Search the data for "names". Return each matching line.

BEGIN Material to process

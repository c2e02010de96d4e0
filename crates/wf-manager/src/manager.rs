//! Well manager: owns the wells and drives them through episodes.

use std::collections::HashMap;

use tracing::{info, warn};
use wf_core::{RateVector, WellId};
use wf_mesh::{ElementContext, Mesh, SolutionSnapshot};
use wf_schedule::ScheduleDef;
use wf_wells::Well;

use crate::completion::CompletionIndex;
use crate::control::{WellRole, resolve_controls, resolve_status};
use crate::detect::topology_changed;
use crate::error::{ManagerError, ManagerResult};
use crate::parameters::ParameterApplier;
use crate::registry::AuxiliaryRegistry;
use crate::restart::Restarter;
use crate::topology::{Topology, TopologyBuilder};

/// Owns every well of a run, the name → id map and the current DOF
/// association.
///
/// Wells are created once by [`WellManager::init`] and never removed; a well
/// absent from an interval keeps its previous configuration.
#[derive(Debug)]
pub struct WellManager<W> {
    wells: Vec<W>,
    by_name: HashMap<String, WellId>,
    topology: Topology,
    current_episode: Option<usize>,
}

impl<W: Well> WellManager<W> {
    /// Create one placeholder well per declared well, in declaration order.
    pub fn init<F>(schedule: &ScheduleDef, mut make_well: F) -> Self
    where
        F: FnMut(&str) -> W,
    {
        let mut wells = Vec::with_capacity(schedule.wells.len());
        let mut by_name = HashMap::with_capacity(schedule.wells.len());
        for def in &schedule.wells {
            if by_name.contains_key(&def.name) {
                warn!(well = %def.name, "well declared twice; keeping the first declaration");
                continue;
            }
            by_name.insert(def.name.clone(), WellId::from_index(wells.len()));
            wells.push(make_well(&def.name));
        }
        Self {
            wells,
            by_name,
            topology: Topology::default(),
            current_episode: None,
        }
    }

    /// Configure every well for `interval`.
    ///
    /// The DOF association is rebuilt at interval 0, on restart, when the
    /// previous interval was not the last one configured, or when the
    /// completion layout differs from the previous interval. Returns whether
    /// it was rebuilt.
    pub fn begin_episode(
        &mut self,
        schedule: &ScheduleDef,
        mesh: &dyn Mesh,
        registry: &mut dyn AuxiliaryRegistry,
        interval: usize,
        was_restarted: bool,
    ) -> ManagerResult<bool> {
        let index = CompletionIndex::build(schedule, interval, &self.by_name)?;

        let rebuild = interval == 0
            || was_restarted
            || self.current_episode != Some(interval - 1)
            || topology_changed(schedule, interval);
        if rebuild {
            self.topology = TopologyBuilder::new(mesh, &index).rebuild(&mut self.wells, registry)?;
            info!(
                interval,
                was_restarted,
                dofs = self.topology.num_dofs(),
                wells = self.topology.registered().len(),
                "well topology updated"
            );
        }

        ParameterApplier::new(schedule, interval, &index).apply(
            &mut self.wells,
            &self.by_name,
            mesh,
        )?;

        for step in schedule.wells_at(interval) {
            let Some(&id) = self.by_name.get(&step.name) else {
                warn!(well = %step.name, interval, "scheduled well was never declared; skipping");
                continue;
            };
            let role = WellRole::from_step(step)?;
            let controls = resolve_controls(&step.name, role)?;

            let well = &mut self.wells[id.index()];
            well.set_status(resolve_status(step.status));
            well.apply_controls(&controls);
        }

        self.current_episode = Some(interval);
        Ok(rebuild)
    }

    /// Episode epilogue. Nothing is carried across episodes.
    pub fn end_episode(&mut self) {}

    pub fn begin_time_step(&mut self) {
        for well in &mut self.wells {
            well.begin_time_step();
        }
    }

    /// Run the three-step iteration protocol over every well.
    ///
    /// All pre-processing finishes before the element pass starts, and the
    /// element pass finishes before any post-processing.
    pub fn begin_iteration(
        &mut self,
        mesh: &dyn Mesh,
        snapshot: &SolutionSnapshot,
    ) -> ManagerResult<()> {
        snapshot.check_matches(mesh)?;

        for well in &mut self.wells {
            well.begin_iteration_pre_process();
        }

        for element in mesh.elements().iter().filter(|e| e.is_interior()) {
            let ctx = ElementContext::new(mesh, element).with_snapshot(snapshot);
            for well in &mut self.wells {
                well.begin_iteration_accumulate(&ctx)?;
            }
        }

        for well in &mut self.wells {
            well.begin_iteration_post_process()?;
        }
        Ok(())
    }

    pub fn end_iteration(&mut self) {
        for well in &mut self.wells {
            well.end_iteration();
        }
    }

    pub fn end_time_step(&mut self) {
        for well in &mut self.wells {
            well.end_time_step();
        }
    }

    /// Sum of every well's source term at a local DOF; zero when no well
    /// owns it.
    pub fn compute_total_rates_for_dof(
        &self,
        ctx: &ElementContext<'_>,
        local_dof: usize,
    ) -> ManagerResult<RateVector> {
        let mut total = RateVector::zeros();
        for well in &self.wells {
            total += well.compute_total_rates_for_dof(ctx, local_dof)?;
        }
        Ok(total)
    }

    /// Restart data is reconstructed from the schedule, so nothing is written.
    pub fn serialize<R: Restarter + ?Sized>(&self, _restarter: &mut R) {}

    /// Reconfigure the wells for the restart episode, forcing a topology
    /// rebuild.
    pub fn deserialize<R: Restarter + ?Sized>(
        &mut self,
        restarter: &R,
        schedule: &ScheduleDef,
        mesh: &dyn Mesh,
        registry: &mut dyn AuxiliaryRegistry,
    ) -> ManagerResult<()> {
        self.begin_episode(schedule, mesh, registry, restarter.episode_index(), true)?;
        Ok(())
    }

    pub fn num_wells(&self) -> usize {
        self.wells.len()
    }

    pub fn has_well(&self, name: &str) -> bool {
        self.by_name.contains_key(name)
    }

    pub fn well_index(&self, name: &str) -> ManagerResult<WellId> {
        self.by_name
            .get(name)
            .copied()
            .ok_or_else(|| ManagerError::WellNotFound {
                name: name.to_string(),
            })
    }

    pub fn well(&self, name: &str) -> ManagerResult<&W> {
        let id = self.well_index(name)?;
        Ok(&self.wells[id.index()])
    }

    pub fn well_mut(&mut self, name: &str) -> ManagerResult<&mut W> {
        let id = self.well_index(name)?;
        Ok(&mut self.wells[id.index()])
    }

    pub fn well_at(&self, id: WellId) -> Option<&W> {
        self.wells.get(id.index())
    }

    pub fn well_at_mut(&mut self, id: WellId) -> Option<&mut W> {
        self.wells.get_mut(id.index())
    }

    /// Wells in index order.
    pub fn wells(&self) -> impl Iterator<Item = (WellId, &W)> {
        self.wells
            .iter()
            .enumerate()
            .map(|(i, w)| (WellId::from_index(i), w))
    }

    pub fn topology(&self) -> &Topology {
        &self.topology
    }

    /// Interval of the last successful `begin_episode`.
    pub fn current_episode(&self) -> Option<usize> {
        self.current_episode
    }
}

#[cfg(test)]
mod tests {
    use super::*;
    use crate::registry::AuxiliaryModules;
    use wf_mesh::MeshBuilder;
    use wf_schedule::{GridDef, IntervalDef, WellDef};
    use wf_wells::PeacemanWell;

    fn empty_schedule(names: &[&str]) -> ScheduleDef {
        ScheduleDef {
            version: 1,
            name: "t".into(),
            grid: GridDef { nx: 2, ny: 2, nz: 1 },
            wells: names.iter().map(|n| WellDef { name: n.to_string() }).collect(),
            intervals: vec![IntervalDef::default()],
        }
    }

    #[test]
    fn init_assigns_ids_in_declaration_order() {
        let s = empty_schedule(&["B", "A", "B"]);
        let manager = WellManager::init(&s, |name| PeacemanWell::new(name));

        assert_eq!(manager.num_wells(), 2);
        assert_eq!(manager.well_index("B").unwrap(), WellId::from_index(0));
        assert_eq!(manager.well_index("A").unwrap(), WellId::from_index(1));
        assert!(manager.has_well("A"));
        assert!(!manager.has_well("C"));
        assert_eq!(
            manager.well_index("C"),
            Err(ManagerError::WellNotFound { name: "C".into() })
        );
        assert_eq!(manager.well_at(WellId::from_index(1)).unwrap().name(), "A");
        assert!(manager.current_episode().is_none());
    }

    #[test]
    fn empty_interval_registers_nothing() {
        let s = empty_schedule(&["A"]);
        let mesh = MeshBuilder::new(2, 2, 1).build().unwrap();
        let mut registry = AuxiliaryModules::new();
        let mut manager = WellManager::init(&s, |name| PeacemanWell::new(name));

        let rebuilt = manager
            .begin_episode(&s, &mesh, &mut registry, 0, false)
            .unwrap();
        assert!(rebuilt);
        assert!(registry.is_empty());
        assert_eq!(registry.clear_count(), 1);
        assert_eq!(manager.current_episode(), Some(0));
    }
}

END Material to process

_Solution for this exercise_
    fn empty_schedule(names: &[&str]) -> ScheduleDef {
            wells: names.iter().map(|n| WellDef { name: n.to_string() }).collect(),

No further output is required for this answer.